Limbes suivi de Ronces
Limbes décrit une ville tentaculaire, ravagée par la misère et le chômage. L'espace urbain s'est décomposé au fil du temps en friches industrielles. C'est dans le quartier des abattoirs qu'enfants, puis adolescents, Mona, Lucas et Samuel se sont connus et sont devenus inséparables. Même si Mona - « l’enfant-machine » - est miné par la maladie mentale, suscitant le rejet, la peur et la honte, elle devient le centre de l'existence de Lucas et Samuel. Ronces est une variation sur l’univers et la vie du poète Georg Trakl. Le récit se situe pendant le Première Guerre mondiale. Il ne cherche cependant pas à refléter une vérité factuelle et historique. On sait la relation fusionnelle et torturée qui unissait Trakl à sa soeur Margarethe - Grete. Du fond de son lit d'hôpital, Grete s'adresse à son frère. Deux roman-poèmes à la frontière du fantastique et du réel. 205 p. 15 euros. Isbn : 9782862312415
Jean-Michel Maubert vit dans le Finistère. Il enseigne la philosophie. Maurice Nadeau a édité son premier roman, Idiome.
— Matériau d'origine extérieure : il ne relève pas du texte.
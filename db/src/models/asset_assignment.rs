use chrono::{DateTime, Utc};
use sea_orm::ActiveValue::Set;
use sea_orm::entity::prelude::*;
use serde::{Deserialize, Serialize};

use super::asset::{self, AssetHardware};

/// Links an asset to the user currently holding it.
#[derive(Clone, Debug, PartialEq, Eq, DeriveEntityModel, Serialize, Deserialize)]
#[sea_orm(table_name = "asset_assignments")]
pub struct Model {
    #[sea_orm(primary_key)]
    pub id: i64,
    pub asset_id: i64,
    pub user_id: i64,
    pub assigned_at: DateTime<Utc>,
    pub created_at: DateTime<Utc>,
    pub updated_at: DateTime<Utc>,
}

#[derive(Copy, Clone, Debug, EnumIter, DeriveRelation)]
pub enum Relation {
    #[sea_orm(
        belongs_to = "super::asset::Entity",
        from = "Column::AssetId",
        to = "super::asset::Column::Id",
        on_delete = "Cascade"
    )]
    Asset,

    #[sea_orm(
        belongs_to = "super::user::Entity",
        from = "Column::UserId",
        to = "super::user::Column::Id",
        on_delete = "Cascade"
    )]
    User,

    #[sea_orm(has_many = "super::ip_address::Entity")]
    IpAddresses,
}

impl Related<super::asset::Entity> for Entity {
    fn to() -> RelationDef {
        Relation::Asset.def()
    }
}

impl Related<super::user::Entity> for Entity {
    fn to() -> RelationDef {
        Relation::User.def()
    }
}

impl Related<super::ip_address::Entity> for Entity {
    fn to() -> RelationDef {
        Relation::IpAddresses.def()
    }
}

impl ActiveModelBehavior for ActiveModel {}

/// An assignment with its asset and hardware specs resolved.
#[derive(Clone, Debug, PartialEq)]
pub struct AssignmentWithHardware {
    pub assignment: Model,
    pub hardware: AssetHardware,
}

impl Model {
    pub async fn create(db: &DbConn, asset_id: i64, user_id: i64) -> Result<Model, DbErr> {
        let now = Utc::now();

        ActiveModel {
            asset_id: Set(asset_id),
            user_id: Set(user_id),
            assigned_at: Set(now),
            created_at: Set(now),
            updated_at: Set(now),
            ..Default::default()
        }
        .insert(db)
        .await
    }

    /// Loads the assignment and the hardware behind it.
    ///
    /// Returns `None` when the assignment does not exist. A dangling asset id
    /// is reported as `RecordNotFound`.
    pub async fn find_with_hardware(
        db: &DbConn,
        id: i64,
    ) -> Result<Option<AssignmentWithHardware>, DbErr> {
        let Some(assignment) = Entity::find_by_id(id).one(db).await? else {
            return Ok(None);
        };

        let hardware = asset::Model::find_with_hardware(db, assignment.asset_id)
            .await?
            .ok_or_else(|| {
                DbErr::RecordNotFound(format!(
                    "Asset {} of assignment {} not found",
                    assignment.asset_id, assignment.id
                ))
            })?;

        Ok(Some(AssignmentWithHardware {
            assignment,
            hardware,
        }))
    }

    pub async fn find_by_user(db: &DbConn, user_id: i64) -> Result<Vec<Model>, DbErr> {
        Entity::find()
            .filter(Column::UserId.eq(user_id))
            .all(db)
            .await
    }

    pub fn belongs_to(&self, user_id: i64) -> bool {
        self.user_id == user_id
    }
}

#[cfg(test)]
mod tests {
    use super::*;
    use crate::models::{intel_nuc_spec, laptop_spec, user};
    use crate::test_utils::setup_test_db;

    #[tokio::test]
    async fn find_with_hardware_loads_both_spec_tables() {
        let db = setup_test_db().await;
        let owner = user::Model::create(&db, "Budi", "budi@example.com", None).await.unwrap();
        let asset = asset::Model::create(&db, "LPT-001", "ThinkPad T14").await.unwrap();
        let laptop_mac = Some("AA:AA:AA:AA:AA:AA".to_string());
        laptop_spec::Model::upsert_for_asset(&db, asset.id, None, None, laptop_mac)
            .await
            .unwrap();
        let nuc_mac = Some("BB:BB:BB:BB:BB:BB".to_string());
        intel_nuc_spec::Model::upsert_for_asset(&db, asset.id, None, None, nuc_mac)
            .await
            .unwrap();
        let assignment = Model::create(&db, asset.id, owner.id).await.unwrap();

        let loaded = Model::find_with_hardware(&db, assignment.id)
            .await
            .unwrap()
            .expect("assignment exists");

        assert!(loaded.assignment.belongs_to(owner.id));
        assert_eq!(loaded.hardware.asset.asset_code, "LPT-001");
        assert_eq!(
            loaded.hardware.laptop.and_then(|l| l.mac_wlan).as_deref(),
            Some("AA:AA:AA:AA:AA:AA")
        );
        assert_eq!(
            loaded.hardware.intel_nuc.and_then(|n| n.mac_wlan).as_deref(),
            Some("BB:BB:BB:BB:BB:BB")
        );
    }

    #[tokio::test]
    async fn find_with_hardware_missing_assignment_is_none() {
        let db = setup_test_db().await;
        assert!(Model::find_with_hardware(&db, 404).await.unwrap().is_none());
    }

    #[tokio::test]
    async fn upsert_replaces_existing_spec() {
        let db = setup_test_db().await;
        let asset = asset::Model::create(&db, "NUC-001", "NUC 11").await.unwrap();

        let first =
            intel_nuc_spec::Model::upsert_for_asset(&db, asset.id, Some("i5".into()), None, None)
                .await
                .unwrap();
        let second = intel_nuc_spec::Model::upsert_for_asset(
            &db,
            asset.id,
            Some("i7".into()),
            Some("16GB".into()),
            Some("CC:CC:CC:CC:CC:CC".into()),
        )
        .await
        .unwrap();

        assert_eq!(first.id, second.id);
        assert_eq!(second.processor.as_deref(), Some("i7"));
        assert_eq!(second.mac_wlan.as_deref(), Some("CC:CC:CC:CC:CC:CC"));
    }
}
Il publie nouvelles et poèmes dans des revues.
Extrait
Lucas est mort ce matin. Je devais passer la journée avec lui. J’apportais, comme souvent, un peu de café. Au fond de moi, je savais que cela arriverait. Son corps sans vie était immobile dans l’escalier qui menait chez lui. J’ai appelé des secours. Ils n’ont pas pu le ranimer.
Son coeur a lâché, d’après le légiste qui l’a examiné. Une cigarette jaune éteinte aux lèvres, un visage en lame de couteau, il manipulait le corps de Lucas avec des gestes presque délicats. En quittant la morgue j’ai marché au hasard, jusqu’à la nuit. J’ai toujours les clés de son appartement.
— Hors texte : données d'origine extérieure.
//! Observer channels with synchronous, ordered delivery.

use std::fmt;

/// Token returned by [`Signal::connect`], used to disconnect later.
#[derive(Debug, Clone, Copy, PartialEq, Eq, Hash)]
pub struct SubscriptionId(u64);

type Slot<E> = Box<dyn FnMut(&E)>;

/// Ordered list of callbacks invoked on every [`Signal::emit`].
///
/// Callbacks run in registration order on the caller's thread. Zero
/// subscribers is a valid state.
pub struct Signal<E> {
    next_id: u64,
    slots: Vec<(SubscriptionId, Slot<E>)>,
}

impl<E> Default for Signal<E> {
    fn default() -> Self {
        Self {
            next_id: 0,
            slots: Vec::new(),
        }
    }
}

impl<E> fmt::Debug for Signal<E> {
    fn fmt(&self, f: &mut fmt::Formatter<'_>) -> fmt::Result {
        f.debug_struct("Signal")
            .field("subscribers", &self.slots.len())
            .finish()
    }
}

impl<E> Signal<E> {
    /// Create a signal with no subscribers.
    pub fn new() -> Self {
        Self::default()
    }

    /// Register a callback.
    pub fn connect<F>(&mut self, callback: F) -> SubscriptionId
    where
        F: FnMut(&E) + 'static,
    {
        let id = SubscriptionId(self.next_id);
        self.next_id += 1;
        self.slots.push((id, Box::new(callback)));
        id
    }

    /// Remove a callback. Returns `false` if `id` was not connected.
    pub fn disconnect(&mut self, id: SubscriptionId) -> bool {
        let before = self.slots.len();
        self.slots.retain(|(slot_id, _)| *slot_id != id);
        self.slots.len() != before
    }

    /// Invoke every callback with `event`.
    pub fn emit(&mut self, event: &E) {
        for (_, slot) in &mut self.slots {
            slot(event);
        }
    }

    /// Number of connected callbacks.
    pub fn len(&self) -> usize {
        self.slots.len()
    }

    /// Whether nothing is connected.
    pub fn is_empty(&self) -> bool {
        self.slots.is_empty()
    }

    /// Disconnect everything.
    pub fn clear(&mut self) {
        self.slots.clear();
    }
}
//! Ordered log of everything an interactable reports.

use gazekit_core::{EventLogError, EventRecord, InteractorId, JsonlSink, ObjectId, SimTick};
use gazekit_interaction::{GazeEvent, Interactable};
use serde::Serialize;
use std::cell::RefCell;
use std::rc::Rc;

/// Which channel produced a [`JournalEntry`].
#[derive(Debug, Clone, Copy, PartialEq, Eq, Hash, Serialize)]
#[serde(rename_all = "snake_case")]
pub enum JournalKind {
    /// `enter`
    Enter,
    /// `stay`
    Stay,
    /// `exit`
    Exit,
    /// `activated`
    Activated,
    /// `on_toggle(true)`
    ToggleOn,
    /// `on_toggle(false)`
    ToggleOff,
}

impl JournalKind {
    /// Stable label used in JSONL logs.
    pub fn label(self) -> &'static str {
        match self {
            JournalKind::Enter => "enter",
            JournalKind::Stay => "stay",
            JournalKind::Exit => "exit",
            JournalKind::Activated => "activated",
            JournalKind::ToggleOn => "toggle_on",
            JournalKind::ToggleOff => "toggle_off",
        }
    }
}

/// One recorded notification.
#[derive(Debug, Clone, Copy, PartialEq, Eq, Serialize)]
pub struct JournalEntry {
    /// Interactable that emitted it.
    pub object: ObjectId,
    /// Channel.
    pub kind: JournalKind,
    /// Interactor carried by the payload, if any.
    pub interactor: Option<InteractorId>,
}

/// Shared, append-only log fed by any number of interactables.
#[derive(Debug, Clone, Default)]
pub struct EventJournal {
    entries: Rc<RefCell<Vec<JournalEntry>>>,
}

impl EventJournal {
    /// Create an empty journal.
    pub fn new() -> Self {
        Self::default()
    }

    /// Subscribe to the gaze and toggle channels of `interactable`.
    pub fn attach(&self, interactable: &mut Interactable) {
        let object = interactable.object();
        let events = interactable.events_mut();

        let channels = [
            (&mut events.enter, JournalKind::Enter),
            (&mut events.stay, JournalKind::Stay),
            (&mut events.exit, JournalKind::Exit),
            (&mut events.activated, JournalKind::Activated),
        ];
        for (signal, kind) in channels {
            let entries = Rc::clone(&self.entries);
            signal.connect(move |event: &GazeEvent| {
                entries.borrow_mut().push(JournalEntry {
                    object: event.object,
                    kind,
                    interactor: event.interactor,
                });
            });
        }

        let entries = Rc::clone(&self.entries);
        events.on_toggle.connect(move |on: &bool| {
            entries.borrow_mut().push(JournalEntry {
                object,
                kind: if *on {
                    JournalKind::ToggleOn
                } else {
                    JournalKind::ToggleOff
                },
                interactor: None,
            });
        });
    }

    /// Every entry so far.
    pub fn entries(&self) -> Vec<JournalEntry> {
        self.entries.borrow().clone()
    }

    /// Take every entry, leaving the journal empty.
    pub fn drain(&self) -> Vec<JournalEntry> {
        std::mem::take(&mut *self.entries.borrow_mut())
    }

    /// Channels hit for `object`, in order, skipping `stay` noise.
    pub fn transitions(&self, object: ObjectId) -> Vec<JournalKind> {
        self.entries
            .borrow()
            .iter()
            .filter(|entry| entry.object == object && entry.kind != JournalKind::Stay)
            .map(|entry| entry.kind)
            .collect()
    }

    /// How many times `kind` fired for `object`.
    pub fn count(&self, object: ObjectId, kind: JournalKind) -> usize {
        self.entries
            .borrow()
            .iter()
            .filter(|entry| entry.object == object && entry.kind == kind)
            .count()
    }

    /// Forget all entries.
    pub fn clear(&self) {
        self.entries.borrow_mut().clear();
    }

    /// Move every entry into `sink` as records stamped with `tick`.
    ///
    /// Returns how many records were written.
    pub fn write_journal(&self, sink: &mut JsonlSink, tick: SimTick) -> Result<usize, EventLogError> {
        let entries = self.drain();
        for entry in &entries {
            sink.write(&EventRecord {
                tick,
                kind: entry.kind.label(),
                payload: entry,
            })?;
        }
        Ok(entries.len())
    }
}

#[cfg(test)]
mod tests {
    use super::*;
    use gazekit_interaction::{Interactable, InteractableConfig};
    use gazekit_physics::{Aabb, Collider, ColliderSet};
    use glam::Vec3;

    #[test]
    fn journal_records_in_emission_order() {
        let mut colliders = ColliderSet::new();
        colliders.insert(
            ObjectId(3),
            Collider::new(Aabb::from_center_size(Vec3::ZERO, Vec3::ONE)),
        );
        let mut target = Interactable::attach(ObjectId(3), &InteractableConfig::default(), &colliders)
            .expect("collider exists");
        let journal = EventJournal::new();
        journal.attach(&mut target);

        target.gaze_enter(InteractorId(0), Vec3::ZERO);
        target.gaze_stay(InteractorId(0), Vec3::ZERO);
        target.activate();

        assert_eq!(
            journal.transitions(ObjectId(3)),
            vec![JournalKind::Enter, JournalKind::ToggleOn, JournalKind::Activated]
        );
        assert_eq!(journal.count(ObjectId(3), JournalKind::Stay), 1);
        assert_eq!(journal.drain().len(), 4);
        assert!(journal.entries().is_empty());
    }
}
La nuit précédente, je m’étais éveillé brusquement, hagard, les membres glacés, rongé par une vision lancinante : je voyais Lucas mourir comme une bête, égorgé, son corps laissé à l’abandon dans un terrain vague, au milieu des herbes hautes, des carcasses de voitures, de chiens sombres, maigres et avides, cherchant leur pitance. Incapable de l’arracher à la mort, je restais près de lui, le berçant comme une mère berce son enfant. Cette scène, depuis quelque temps, revenait nuit après nuit, empoisonnant mon sommeil. Après la disparition de Mona, c’est Lucas maintenant que je perdais.
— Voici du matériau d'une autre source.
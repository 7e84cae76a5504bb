//! Per-object gaze state and its notification surface.

use crate::config::InteractableConfig;
use crate::error::InteractionError;
use crate::events::{GazeEvent, InteractableEvents};
use crate::timer::DelayedTask;
use gazekit_core::{InteractorId, ObjectId, SimTime};
use gazekit_physics::HitTestGeometry;
use glam::Vec3;
use std::time::Duration;
use tracing::{debug, info};

/// Gaze target hosted by a scene object with a collider.
#[derive(Debug)]
pub struct Interactable {
    object: ObjectId,
    activatable: bool,
    activated: bool,
    active_in_hierarchy: bool,
    exit_delay: Duration,
    pending_exit: DelayedTask,
    /// Interactor reported by the deferred exit once it fires.
    exiting_interactor: Option<InteractorId>,
    events: InteractableEvents,
}

impl Interactable {
    /// Attach interaction to `object`.
    ///
    /// Fails fast when the object has no collider, since it could never be hit.
    pub fn attach<G>(
        object: ObjectId,
        config: &InteractableConfig,
        geometry: &G,
    ) -> Result<Self, InteractionError>
    where
        G: HitTestGeometry + ?Sized,
    {
        if !geometry.has_collider(object) {
            return Err(InteractionError::MissingHitGeometry { object });
        }

        Ok(Self {
            object,
            activatable: config.activatable,
            activated: false,
            active_in_hierarchy: true,
            exit_delay: config.exit_delay(),
            pending_exit: DelayedTask::new(),
            exiting_interactor: None,
            events: InteractableEvents::default(),
        })
    }

    /// Owning scene object.
    pub fn object(&self) -> ObjectId {
        self.object
    }

    /// Whether the collider currently accepts raycast hits.
    ///
    /// Read from `geometry`, so it never disagrees with what raycasts see.
    pub fn is_enabled<G>(&self, geometry: &G) -> bool
    where
        G: HitTestGeometry + ?Sized,
    {
        geometry.collider_enabled(self.object).unwrap_or(false)
    }

    /// Whether dwell can activate this object.
    pub fn is_activatable(&self) -> bool {
        self.activatable
    }

    /// Whether a dwell activation completed and no exit has happened since.
    pub fn is_activated(&self) -> bool {
        self.activated
    }

    /// Whether the host object is active in the scene hierarchy.
    pub fn is_active_in_hierarchy(&self) -> bool {
        self.active_in_hierarchy
    }

    /// Configured exit grace period.
    pub fn exit_delay(&self) -> Duration {
        self.exit_delay
    }

    /// Whether a deferred exit is waiting for its deadline.
    pub fn has_pending_exit(&self) -> bool {
        self.pending_exit.is_pending()
    }

    /// Notification channels, read-only.
    pub fn events(&self) -> &InteractableEvents {
        &self.events
    }

    /// Notification channels, for subscribing.
    pub fn events_mut(&mut self) -> &mut InteractableEvents {
        &mut self.events
    }

    /// Toggle the collider's hit-test flag.
    ///
    /// Only future raycasts are affected; a current gaze is not exited here.
    pub fn enable<G>(&mut self, enabled: bool, geometry: &mut G) -> Result<(), InteractionError>
    where
        G: HitTestGeometry + ?Sized,
    {
        if !geometry.set_collider_enabled(self.object, enabled) {
            return Err(InteractionError::MissingHitGeometry {
                object: self.object,
            });
        }
        Ok(())
    }

    /// Mirror the host's hierarchy state.
    ///
    /// Going inactive with a deferred exit pending runs the exit right away,
    /// since an inactive host no longer drives its timer.
    pub fn set_active_in_hierarchy(&mut self, active: bool) {
        self.active_in_hierarchy = active;
        if !active && self.pending_exit.cancel() {
            debug!(object = %self.object, "host deactivated, flushing pending exit");
            let interactor = self.exiting_interactor.take();
            self.run_exit(interactor);
        }
    }

    /// Mark the object activated and notify subscribers.
    ///
    /// Not reentrancy-guarded: callers check [`Interactable::is_activated`].
    pub fn activate(&mut self) {
        self.activated = true;
        info!(object = %self.object, "activated");
        let event = self.event(None, None);
        self.events.activated.emit(&event);
        self.events.on_activated.emit(&());
    }

    /// Gaze landed on this object.
    pub fn gaze_enter(&mut self, interactor: InteractorId, point: Vec3) {
        if self.pending_exit.cancel() {
            debug!(object = %self.object, "re-entered during exit delay, exit cancelled");
            self.exiting_interactor = None;
        }
        debug!(object = %self.object, %interactor, "gaze enter");
        let event = self.event(Some(interactor), Some(point));
        self.events.enter.emit(&event);
        self.events.on_enter.emit(&());
        self.events.on_toggle.emit(&true);
    }

    /// Gaze remained on this object for another tick.
    pub fn gaze_stay(&mut self, interactor: InteractorId, point: Vec3) {
        let event = self.event(Some(interactor), Some(point));
        self.events.stay.emit(&event);
        self.events.on_stay.emit(&());
    }

    /// Gaze left this object.
    ///
    /// Active hosts defer the exit by the configured delay (replacing any
    /// previous pending exit); inactive hosts exit immediately.
    pub fn gaze_exit(&mut self, interactor: InteractorId, now: SimTime) {
        if self.active_in_hierarchy {
            self.exiting_interactor = Some(interactor);
            self.pending_exit.schedule(now, self.exit_delay);
            debug!(
                object = %self.object,
                %interactor,
                delay_ms = u64::try_from(self.exit_delay.as_millis()).unwrap_or(u64::MAX),
                "gaze exit deferred"
            );
        } else {
            self.pending_exit.cancel();
            self.exiting_interactor = None;
            self.run_exit(Some(interactor));
        }
    }

    /// Drive the deferred exit. Returns `true` if the exit fired on this call.
    pub fn update(&mut self, now: SimTime) -> bool {
        if !self.pending_exit.poll(now) {
            return false;
        }
        let interactor = self.exiting_interactor.take();
        self.run_exit(interactor);
        true
    }

    fn run_exit(&mut self, interactor: Option<InteractorId>) {
        debug!(object = %self.object, "gaze exit");
        let event = self.event(interactor, None);
        self.events.exit.emit(&event);
        self.events.on_exit.emit(&());
        self.events.on_toggle.emit(&false);
        self.activated = false;
    }

    fn event(&self, interactor: Option<InteractorId>, point: Option<Vec3>) -> GazeEvent {
        GazeEvent {
            object: self.object,
            interactor,
            point,
        }
    }
}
Une douleur au coeur que le sommeil de plomb de l’alcool et des médicaments ne réussit pas à alléger. Au réveil, je suis seulement défait. Comme si mon visage, durant la nuit, avait été malaxé par une main invisible, devenant au matin dans la lumière cette empreinte douloureuse reflétée dans la glace. Lucas est mort : impossible d’extraire ça de ma tête. Prenant appui sur le lavabo, je reste de longues minutes prostré, répétant cette phrase avec laquelle il faut vivre maintenant, la pressant, la tordant, comme pour en retirer le poison. Impossible. Je relève la tête, soulève les paupières et m’attarde sur ce visage que je devrais reconnaître. Je contemple, hébété, cette image, pâle, opaque, sans être sûr d’être encore vivant.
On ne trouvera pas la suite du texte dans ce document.